Exercise:
Every line from the beginning of the records below up to the one holding "fn drop(&mut self)" should be quoted exactly; leave out the rest.

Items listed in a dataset
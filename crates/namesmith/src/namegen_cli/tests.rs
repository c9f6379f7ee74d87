//! Unit tests for the name generator CLI helpers.

use std::sync::atomic::{AtomicUsize, Ordering};

use camino::{Utf8Path, Utf8PathBuf};
use cap_std::{ambient_authority, fs::Dir};
use rstest::{fixture, rstest};

use super::*;
use crate::error::GenerationError;

const CATALOGUE_JSON: &str = r#"{
    "version": 1,
    "styles": [{
        "name": "Dwarvish",
        "patterns": ["CVrCVn", "CVCVm"],
        "consonants": "bdgkt",
        "vowels": "aou"
    }]
}"#;

struct CatalogueFixture {
    path: Utf8PathBuf,
}

impl Drop for CatalogueFixture {
    fn drop(&mut self) {
        cleanup_path(&self.path);
    }
}

#[fixture]
fn catalogue_fixture() -> CatalogueFixture {
    CatalogueFixture {
        path: write_catalogue(CATALOGUE_JSON),
    }
}

fn args(values: &[&str]) -> impl Iterator<Item = String> {
    values
        .iter()
        .map(|value| (*value).to_owned())
        .collect::<Vec<_>>()
        .into_iter()
}

fn parse_options(values: &[&str]) -> Options {
    let ParseOutcome::Options(options) = parse_args(args(values)).expect("parse args") else {
        panic!("expected options");
    };
    options
}

#[test]
fn parse_args_returns_help_for_help_flag() {
    let outcome = parse_args(args(&["--count", "2", "-h"])).expect("parse args");

    assert_eq!(outcome, ParseOutcome::Help);
}

#[test]
fn parse_args_uses_defaults() {
    let options = parse_options(&[]);

    assert_eq!(options, Options::default());
    assert_eq!(options.style(), "Fantasy");
    assert_eq!(options.count(), 1);
}

#[rstest]
#[case("--style")]
#[case("--count")]
#[case("--min")]
#[case("--max")]
#[case("--seed")]
#[case("--styles")]
#[case("--pattern")]
#[case("--consonants")]
#[case("--vowels")]
#[case("--merge")]
#[case("--meaning")]
fn parse_args_reports_missing_value(#[case] flag: &'static str) {
    let err = parse_args(args(&[flag])).expect_err("expected error");

    assert_eq!(err, CliError::MissingValue { flag });
}

#[test]
fn parse_args_reports_missing_second_merge_name() {
    let err = parse_args(args(&["--merge", "Aldric"])).expect_err("expected error");

    assert_eq!(err, CliError::MissingValue { flag: "--merge" });
}

#[test]
fn parse_args_reports_unknown_arguments() {
    let err = parse_args(args(&["--style", "Human", "--loud"])).expect_err("expected error");

    assert_eq!(
        err,
        CliError::UnknownArgument {
            value: "--loud".to_owned(),
        }
    );
}

#[rstest]
#[case("--count", "many")]
#[case("--min", "-1")]
#[case("--seed", "0x10")]
fn parse_args_reports_invalid_numbers(#[case] flag: &'static str, #[case] raw: &str) {
    let err = parse_args(args(&[flag, raw])).expect_err("expected error");

    let CliError::InvalidNumber { flag: bad_flag, value, .. } = err else {
        panic!("expected invalid number error");
    };
    assert_eq!(bad_flag, flag);
    assert_eq!(value, raw);
}

#[rstest]
#[case(&["--pattern", "CVC", "--merge", "Aldric", "Bael"])]
#[case(&["--meaning", "fire", "--merge", "Aldric", "Bael"])]
#[case(&["--meaning", "fire", "--meaning", "ice"])]
fn parse_args_rejects_conflicting_modes(#[case] values: &[&str]) {
    let err = parse_args(args(values)).expect_err("expected error");

    assert_eq!(err, CliError::ConflictingModes);
}

#[test]
fn parse_args_parses_full_options() {
    let options = parse_options(&[
        "--style",
        "Human",
        "--count",
        "4",
        "--min",
        "5",
        "--max",
        "9",
        "--seed",
        "2026",
        "--allow-duplicates",
        "--styles",
        "styles.json",
    ]);

    assert_eq!(options.mode(), &Mode::Generate);
    assert_eq!(options.style(), "Human");
    assert_eq!(options.count(), 4);
    assert_eq!(options.min_length, 5);
    assert_eq!(options.max_length, 9);
    assert_eq!(options.seed, Some(2026));
    assert!(options.allow_duplicates);
    assert_eq!(options.styles_path, Some(Utf8PathBuf::from("styles.json")));
}

#[test]
fn parse_args_collects_pattern_sets_in_any_order() {
    let options = parse_options(&["--vowels", "ae", "--pattern", "CVCV", "--consonants", "kl"]);

    assert_eq!(
        options.mode(),
        &Mode::Pattern {
            pattern: "CVCV".to_owned(),
            consonants: Some("kl".to_owned()),
            vowels: Some("ae".to_owned()),
        }
    );
}

#[test]
fn run_generates_requested_count() {
    let options = parse_options(&["--style", "SciFi", "--count", "5", "--seed", "11"]);

    let names = run(&options).expect("run");

    assert_eq!(names.len(), 5);
}

#[test]
fn run_is_reproducible_with_seed() {
    let options = parse_options(&["--count", "3", "--seed", "99"]);

    assert_eq!(run(&options).expect("run"), run(&options).expect("run"));
}

#[test]
fn run_reports_inverted_bounds() {
    let options = parse_options(&["--min", "9", "--max", "3"]);

    let err = run(&options).expect_err("expected error");

    assert_eq!(
        err,
        CliError::Generation {
            source: GenerationError::InvalidLengthBounds { min: 9, max: 3 },
        }
    );
}

#[test]
fn run_expands_custom_pattern() {
    let options = parse_options(&[
        "--pattern",
        "CVCV",
        "--consonants",
        "z",
        "--vowels",
        "u",
        "--count",
        "2",
    ]);

    assert_eq!(run(&options).expect("run"), vec!["Zuzu", "Zuzu"]);
}

#[test]
fn run_pattern_defaults_to_style_sets() {
    let options = parse_options(&["--pattern", "CV", "--style", "Human", "--seed", "1"]);
    let human = NameGenerator::new();
    let style = human.style("Human");

    let names = run(&options).expect("run");

    let chars: Vec<char> = names.concat().to_lowercase().chars().collect();
    assert_eq!(chars.len(), 2);
    assert!(chars.first().is_some_and(|c| style.consonants().contains(c)));
    assert!(chars.get(1).is_some_and(|c| style.vowels().contains(c)));
}

#[test]
fn run_merges_names() {
    let options = parse_options(&["--merge", "Aldric", "Thoralin", "--seed", "4"]);

    let names = run(&options).expect("run");

    assert_eq!(names, vec![merge_names("Aldric", "Thoralin", Some(4))]);
}

#[test]
fn run_generates_with_meaning() {
    let options = parse_options(&["--meaning", "calm waters", "--count", "3", "--seed", "5"]);

    let names = run(&options).expect("run");

    assert_eq!(names.len(), 3);
    for name in names {
        let lowered = name.to_lowercase();
        assert!(lowered.contains('i') || lowered.contains('w'), "{name}");
    }
}

#[rstest]
fn run_registers_catalogue_styles(catalogue_fixture: CatalogueFixture) {
    let options = parse_options(&[
        "--styles",
        catalogue_fixture.path.as_str(),
        "--style",
        "Dwarvish",
        "--count",
        "3",
        "--seed",
        "8",
    ]);

    let names = run(&options).expect("run");

    assert_eq!(names.len(), 3);
    let allowed = "bdgktaournm";
    for name in names {
        assert!(
            name.to_lowercase().chars().all(|c| allowed.contains(c))
                || name.starts_with("Nameless"),
            "{name}"
        );
    }
}

#[test]
fn run_reports_missing_catalogue() {
    let path = unique_missing_path("styles.json");
    let options = parse_options(&["--styles", path.as_str()]);

    let err = run(&options).expect_err("expected error");

    let CliError::Style {
        source: StyleError::IoError { path: err_path, message },
    } = err
    else {
        panic!("expected catalogue IO error");
    };
    assert_eq!(err_path, path);
    assert!(!message.is_empty());
}

#[test]
fn run_reports_invalid_catalogue() {
    let path = write_catalogue(r#"{"version": 2, "styles": []}"#);
    let options = parse_options(&["--styles", path.as_str()]);

    let err = run(&options).expect_err("expected error");

    assert_eq!(
        err,
        CliError::Style {
            source: StyleError::UnsupportedVersion {
                expected: 1,
                actual: 2,
            },
        }
    );
    cleanup_path(&path);
}

fn write_catalogue(json: &str) -> Utf8PathBuf {
    let path = unique_temp_path("styles.json");
    let dir = open_catalogue_dir(&path);
    let file_name = path.file_name().expect("catalogue file name");
    dir.write(file_name, json).expect("write catalogue");
    path
}

fn cleanup_path(path: &Utf8Path) {
    if let Some(parent) = path.parent() {
        let root = Dir::open_ambient_dir(".", ambient_authority()).expect("open workspace dir");
        drop(root.remove_dir_all(parent));
    }
}

fn unique_temp_path(file_name: &str) -> Utf8PathBuf {
    static TEMP_COUNTER: AtomicUsize = AtomicUsize::new(0);
    let counter = TEMP_COUNTER.fetch_add(1, Ordering::Relaxed);
    let process_id = std::process::id();
    let dir_name = format!("namegen-cli-{process_id}-{counter}");
    let dir = Utf8PathBuf::from("target")
        .join("namesmith-tests")
        .join(dir_name);
    let root = Dir::open_ambient_dir(".", ambient_authority()).expect("open workspace dir");
    root.create_dir_all(&dir).expect("create temp dir");
    dir.join(file_name)
}

fn unique_missing_path(file_name: &str) -> Utf8PathBuf {
    static TEMP_COUNTER: AtomicUsize = AtomicUsize::new(0);
    let counter = TEMP_COUNTER.fetch_add(1, Ordering::Relaxed);
    Utf8PathBuf::from("target")
        .join("namesmith-tests")
        .join(format!("namegen-cli-missing-{counter}"))
        .join(file_name)
}

fn open_catalogue_dir(path: &Utf8Path) -> Dir {
    let parent = path.parent().unwrap_or_else(|| Utf8Path::new("."));
    Dir::open_ambient_dir(parent, ambient_authority()).expect("open catalogue dir")
}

Task solution:
filename crates/namesmith/src/namegen_cli/tests.rs
repository c9f6379f7ee74d87
//! Unit tests for the name generator CLI helpers.

use std::sync::atomic::{AtomicUsize, Ordering};

use camino::{Utf8Path, Utf8PathBuf};
use cap_std::{ambient_authority, fs::Dir};
use rstest::{fixture, rstest};

use super::*;
use crate::error::GenerationError;

const CATALOGUE_JSON: &str = r#"{
    "version": 1,
    "styles": [{
        "name": "Dwarvish",
        "patterns": ["CVrCVn", "CVCVm"],
        "consonants": "bdgkt",
        "vowels": "aou"
    }]
}"#;

struct CatalogueFixture {
    path: Utf8PathBuf,
}

impl Drop for CatalogueFixture {
    fn drop(&mut self) {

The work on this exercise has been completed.